**** Data for this exercise ****

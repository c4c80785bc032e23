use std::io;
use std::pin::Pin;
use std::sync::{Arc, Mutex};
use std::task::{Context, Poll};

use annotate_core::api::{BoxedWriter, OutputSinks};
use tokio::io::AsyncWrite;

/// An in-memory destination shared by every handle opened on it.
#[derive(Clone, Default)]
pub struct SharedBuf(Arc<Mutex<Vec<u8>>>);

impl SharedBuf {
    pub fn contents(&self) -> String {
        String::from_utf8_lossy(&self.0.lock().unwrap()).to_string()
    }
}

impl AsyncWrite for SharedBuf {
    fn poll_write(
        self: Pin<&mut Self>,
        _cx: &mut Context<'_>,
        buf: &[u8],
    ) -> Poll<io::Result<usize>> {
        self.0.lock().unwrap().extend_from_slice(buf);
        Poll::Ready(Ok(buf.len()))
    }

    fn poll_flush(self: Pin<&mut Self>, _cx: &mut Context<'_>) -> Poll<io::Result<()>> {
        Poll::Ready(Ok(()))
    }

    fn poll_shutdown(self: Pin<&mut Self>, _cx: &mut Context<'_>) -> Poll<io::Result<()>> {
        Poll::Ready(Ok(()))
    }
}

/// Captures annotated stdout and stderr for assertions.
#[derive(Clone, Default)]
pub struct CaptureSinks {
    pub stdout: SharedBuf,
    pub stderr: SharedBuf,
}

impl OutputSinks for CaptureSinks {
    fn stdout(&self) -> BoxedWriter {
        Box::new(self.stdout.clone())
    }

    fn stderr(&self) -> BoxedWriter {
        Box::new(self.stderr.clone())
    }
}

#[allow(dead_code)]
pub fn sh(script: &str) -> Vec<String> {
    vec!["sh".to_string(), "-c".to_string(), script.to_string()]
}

****
**** Data for this exercise ****

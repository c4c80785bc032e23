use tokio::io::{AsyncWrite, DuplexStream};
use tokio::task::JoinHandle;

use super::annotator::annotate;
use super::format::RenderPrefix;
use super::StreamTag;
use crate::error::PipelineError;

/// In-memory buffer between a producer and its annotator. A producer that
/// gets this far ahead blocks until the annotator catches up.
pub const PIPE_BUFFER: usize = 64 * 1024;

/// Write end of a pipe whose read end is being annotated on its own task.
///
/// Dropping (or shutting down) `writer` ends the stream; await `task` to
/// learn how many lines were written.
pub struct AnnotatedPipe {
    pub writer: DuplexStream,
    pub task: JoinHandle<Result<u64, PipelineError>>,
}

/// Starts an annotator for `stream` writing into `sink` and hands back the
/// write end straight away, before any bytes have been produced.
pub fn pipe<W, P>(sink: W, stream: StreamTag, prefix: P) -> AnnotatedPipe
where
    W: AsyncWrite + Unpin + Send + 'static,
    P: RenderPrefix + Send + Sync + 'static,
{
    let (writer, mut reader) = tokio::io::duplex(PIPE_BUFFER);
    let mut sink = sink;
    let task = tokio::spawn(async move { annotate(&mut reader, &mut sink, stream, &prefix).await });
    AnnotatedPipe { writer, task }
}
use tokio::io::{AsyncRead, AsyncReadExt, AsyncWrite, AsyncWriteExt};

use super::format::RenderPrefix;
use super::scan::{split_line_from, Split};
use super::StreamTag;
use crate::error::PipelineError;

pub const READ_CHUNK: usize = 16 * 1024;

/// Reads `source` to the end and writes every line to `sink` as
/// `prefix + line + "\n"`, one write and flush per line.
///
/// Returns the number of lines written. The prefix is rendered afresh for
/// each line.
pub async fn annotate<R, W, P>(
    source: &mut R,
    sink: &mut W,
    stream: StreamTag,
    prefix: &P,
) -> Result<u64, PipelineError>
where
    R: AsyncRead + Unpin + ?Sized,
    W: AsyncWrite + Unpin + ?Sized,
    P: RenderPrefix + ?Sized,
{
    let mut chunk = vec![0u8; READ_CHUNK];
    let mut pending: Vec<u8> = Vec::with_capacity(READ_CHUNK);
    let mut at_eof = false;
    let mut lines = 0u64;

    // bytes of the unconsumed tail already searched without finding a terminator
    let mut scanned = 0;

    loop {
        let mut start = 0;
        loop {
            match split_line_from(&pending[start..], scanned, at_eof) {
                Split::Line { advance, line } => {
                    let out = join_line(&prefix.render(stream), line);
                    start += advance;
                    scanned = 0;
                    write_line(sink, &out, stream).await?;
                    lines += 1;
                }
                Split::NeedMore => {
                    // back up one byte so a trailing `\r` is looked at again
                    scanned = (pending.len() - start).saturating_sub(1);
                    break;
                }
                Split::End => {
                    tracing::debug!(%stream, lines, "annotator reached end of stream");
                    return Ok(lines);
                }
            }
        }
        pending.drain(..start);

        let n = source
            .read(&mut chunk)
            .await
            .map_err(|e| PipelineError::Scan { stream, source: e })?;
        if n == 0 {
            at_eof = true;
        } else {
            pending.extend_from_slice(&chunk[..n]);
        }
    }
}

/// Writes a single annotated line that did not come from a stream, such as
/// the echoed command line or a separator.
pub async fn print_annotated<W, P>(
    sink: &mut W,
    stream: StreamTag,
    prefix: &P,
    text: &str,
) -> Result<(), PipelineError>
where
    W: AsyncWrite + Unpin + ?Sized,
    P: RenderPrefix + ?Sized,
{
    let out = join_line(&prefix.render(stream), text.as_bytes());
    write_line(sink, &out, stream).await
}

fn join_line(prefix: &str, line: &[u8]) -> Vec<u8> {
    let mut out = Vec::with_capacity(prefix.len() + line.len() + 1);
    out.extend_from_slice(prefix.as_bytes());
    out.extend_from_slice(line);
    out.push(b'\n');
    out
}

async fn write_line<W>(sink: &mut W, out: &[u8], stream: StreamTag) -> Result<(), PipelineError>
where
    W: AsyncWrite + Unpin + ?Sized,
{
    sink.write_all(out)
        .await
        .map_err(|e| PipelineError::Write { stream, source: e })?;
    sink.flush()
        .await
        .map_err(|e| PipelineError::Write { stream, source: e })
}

****

From the entries, copy every line in which the string "OutputSinks" can be found.

use annotate_core::api::{BoxedWriter, OutputSinks};
impl OutputSinks for CaptureSinks {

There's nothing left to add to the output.